(Dataset entries)
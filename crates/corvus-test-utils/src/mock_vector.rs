// SPDX-FileCopyrightText: 2026 Corvus Contributors
// SPDX-License-Identifier: MIT OR Apache-2.0

//! Recording vector store double.

use std::sync::atomic::{AtomicBool, Ordering};
use std::sync::Arc;

use async_trait::async_trait;
use tokio::sync::Mutex;

use corvus_core::{CorvusError, ScoredPoint, VectorPoint, VectorStore};

/// Vector store that records upserts and answers queries from a script.
#[derive(Default)]
pub struct RecordingVectorStore {
    upserts: Mutex<Vec<Vec<VectorPoint>>>,
    query_results: Mutex<Vec<ScoredPoint>>,
    queries: Mutex<Vec<Vec<f32>>>,
    fail_upserts: AtomicBool,
    collection_ensured: AtomicBool,
}

impl RecordingVectorStore {
    pub fn new() -> Arc<Self> {
        Arc::new(Self::default())
    }

    /// Pre-loads the result set every query will return.
    pub fn with_query_results(results: Vec<ScoredPoint>) -> Arc<Self> {
        let store = Self::default();
        *store.query_results.try_lock().expect("fresh store") = results;
        Arc::new(store)
    }

    /// Makes subsequent upserts fail with `upsert_error`.
    pub fn fail_upserts(&self) {
        self.fail_upserts.store(true, Ordering::SeqCst);
    }

    /// Every batch passed to `upsert`, in call order.
    pub async fn upserted_batches(&self) -> Vec<Vec<VectorPoint>> {
        self.upserts.lock().await.clone()
    }

    /// Every query vector seen.
    pub async fn queries(&self) -> Vec<Vec<f32>> {
        self.queries.lock().await.clone()
    }

    pub fn was_collection_ensured(&self) -> bool {
        self.collection_ensured.load(Ordering::SeqCst)
    }
}

#[async_trait]
impl VectorStore for RecordingVectorStore {
    async fn ensure_collection(&self) -> Result<(), CorvusError> {
        self.collection_ensured.store(true, Ordering::SeqCst);
        Ok(())
    }

    async fn upsert(&self, points: Vec<VectorPoint>) -> Result<(), CorvusError> {
        if self.fail_upserts.load(Ordering::SeqCst) {
            return Err(CorvusError::Upsert {
                message: "mock upsert failure".to_string(),
                source: None,
            });
        }
        self.upserts.lock().await.push(points);
        Ok(())
    }

    async fn query(
        &self,
        vector: &[f32],
        limit: usize,
        _with_payload: bool,
    ) -> Result<Vec<ScoredPoint>, CorvusError> {
        self.queries.lock().await.push(vector.to_vec());
        let results = self.query_results.lock().await;
        Ok(results.iter().take(limit).cloned().collect())
    }
}
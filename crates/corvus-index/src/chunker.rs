// SPDX-FileCopyrightText: 2026 Corvus Contributors
// SPDX-License-Identifier: MIT OR Apache-2.0

//! Overlapping windowed text splitter.
//!
//! Pure function over characters (not bytes), so multi-byte text never
//! splits inside a code point. Emitted chunks are trimmed, blank windows
//! are dropped, and ordinals densely number the emitted chunks from 0.

/// Splitter configuration.
#[derive(Debug, Clone, PartialEq, Eq)]
pub struct ChunkerConfig {
    /// Window length in characters.
    pub chunk_size: usize,
    /// Overlap between consecutive windows in characters.
    pub chunk_overlap: usize,
    /// Upper bound on emitted chunks; 0 means unlimited.
    pub max_chunks: usize,
}

impl Default for ChunkerConfig {
    fn default() -> Self {
        Self {
            chunk_size: 700,
            chunk_overlap: 80,
            max_chunks: 0,
        }
    }
}

/// One emitted window.
#[derive(Debug, Clone, PartialEq, Eq)]
pub struct TextChunk {
    pub text: String,
    /// Dense index of the emitted chunk, starting at 0.
    pub ordinal: usize,
}

/// Splits `text` into overlapping windows.
///
/// Windows start at `0, step, 2*step, ...` with
/// `step = chunk_size - chunk_overlap` (falling back to `chunk_size`
/// when the overlap is not smaller than the window). The last window is
/// truncated at end of text.
pub fn split_text(cfg: &ChunkerConfig, text: &str) -> Vec<TextChunk> {
    if cfg.chunk_size == 0 {
        return Vec::new();
    }
    let chars: Vec<char> = text.trim().chars().collect();
    if chars.is_empty() {
        return Vec::new();
    }

    let step = if cfg.chunk_overlap >= cfg.chunk_size {
        cfg.chunk_size
    } else {
        cfg.chunk_size - cfg.chunk_overlap
    };

    let mut chunks = Vec::new();
    let mut start = 0;
    while start < chars.len() {
        let end = (start + cfg.chunk_size).min(chars.len());
        let window: String = chars[start..end].iter().collect();
        let trimmed = window.trim();

        if !trimmed.is_empty() {
            chunks.push(TextChunk {
                text: trimmed.to_string(),
                ordinal: chunks.len(),
            });
            if cfg.max_chunks > 0 && chunks.len() >= cfg.max_chunks {
                break;
            }
        }

        if end == chars.len() {
            break;
        }
        start += step;
    }

    chunks
}

#[cfg(test)]
mod tests {
    use super::*;

    fn cfg(size: usize, overlap: usize, max: usize) -> ChunkerConfig {
        ChunkerConfig {
            chunk_size: size,
            chunk_overlap: overlap,
            max_chunks: max,
        }
    }

    #[test]
    fn alphabet_with_overlap() {
        let chunks = split_text(&cfg(10, 2, 0), "abcdefghijklmnopqrstuvwxyz");
        let expected = [("abcdefghij", 0), ("ijklmnopqr", 1), ("qrstuvwxyz", 2)];
        assert_eq!(chunks.len(), expected.len());
        for (chunk, (text, ordinal)) in chunks.iter().zip(expected) {
            assert_eq!(chunk.text, text);
            assert_eq!(chunk.ordinal, ordinal);
        }
    }

    #[test]
    fn is_deterministic() {
        let config = cfg(10, 2, 0);
        let a = split_text(&config, "abcdefghijklmnopqrstuvwxyz");
        let b = split_text(&config, "abcdefghijklmnopqrstuvwxyz");
        assert_eq!(a, b);
    }

    #[test]
    fn blank_input_yields_nothing() {
        assert!(split_text(&cfg(5, 0, 0), "").is_empty());
        assert!(split_text(&cfg(5, 0, 0), "   \n\t  ").is_empty());
    }

    #[test]
    fn zero_chunk_size_yields_nothing() {
        assert!(split_text(&cfg(0, 0, 0), "some text").is_empty());
    }

    #[test]
    fn short_input_is_a_single_chunk() {
        let chunks = split_text(&cfg(100, 10, 0), "  short  ");
        assert_eq!(chunks.len(), 1);
        assert_eq!(chunks[0].text, "short");
        assert_eq!(chunks[0].ordinal, 0);
    }

    #[test]
    fn overlap_ge_size_falls_back_to_full_step() {
        // step would be <= 0; falls back to chunk_size so the loop advances.
        let chunks = split_text(&cfg(4, 4, 0), "abcdefgh");
        assert_eq!(chunks.len(), 2);
        assert_eq!(chunks[0].text, "abcd");
        assert_eq!(chunks[1].text, "efgh");
    }

    #[test]
    fn max_chunks_stops_early() {
        let chunks = split_text(&cfg(3, 0, 2), "abcdefghij");
        assert_eq!(chunks.len(), 2);
        assert_eq!(chunks[0].text, "abc");
        assert_eq!(chunks[1].text, "def");
    }

    #[test]
    fn ordinals_are_dense_when_blank_windows_are_skipped() {
        // Middle window is all whitespace and is dropped; ordinals still
        // pack densely over emitted chunks.
        let text = "aaaa        bbbb";
        let chunks = split_text(&cfg(4, 0, 0), text);
        let ordinals: Vec<usize> = chunks.iter().map(|c| c.ordinal).collect();
        assert_eq!(ordinals, (0..chunks.len()).collect::<Vec<_>>());
        assert!(chunks.iter().all(|c| !c.text.trim().is_empty()));
    }

    #[test]
    fn multibyte_text_splits_on_characters() {
        let text = "привет мир это тест";
        let chunks = split_text(&cfg(6, 2, 0), text);
        assert!(!chunks.is_empty());
        for chunk in &chunks {
            // Each chunk is a substring of the trimmed input.
            assert!(text.contains(chunk.text.trim()));
            assert!(chunk.text.chars().count() <= 6);
        }
    }

    #[test]
    fn chunks_are_substrings_of_input() {
        let text = "The quick brown fox jumps over the lazy dog and keeps going.";
        for chunk in split_text(&cfg(12, 4, 0), text) {
            assert!(text.contains(&chunk.text), "not a substring: {:?}", chunk.text);
        }
    }

    #[test]
    fn non_overlapping_windows_reconstruct_input() {
        // With zero overlap and no window trimming losses, concatenating
        // the windows rebuilds the trimmed input.
        let text = "abcdefghijklmnop";
        let chunks = split_text(&cfg(4, 0, 0), text);
        let rebuilt: String = chunks.iter().map(|c| c.text.as_str()).collect();
        assert_eq!(rebuilt, text);
    }
}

## Try it
Only one thing is wanted in reply: the number of lines in the entries that hold the string "queries".

## Task response
5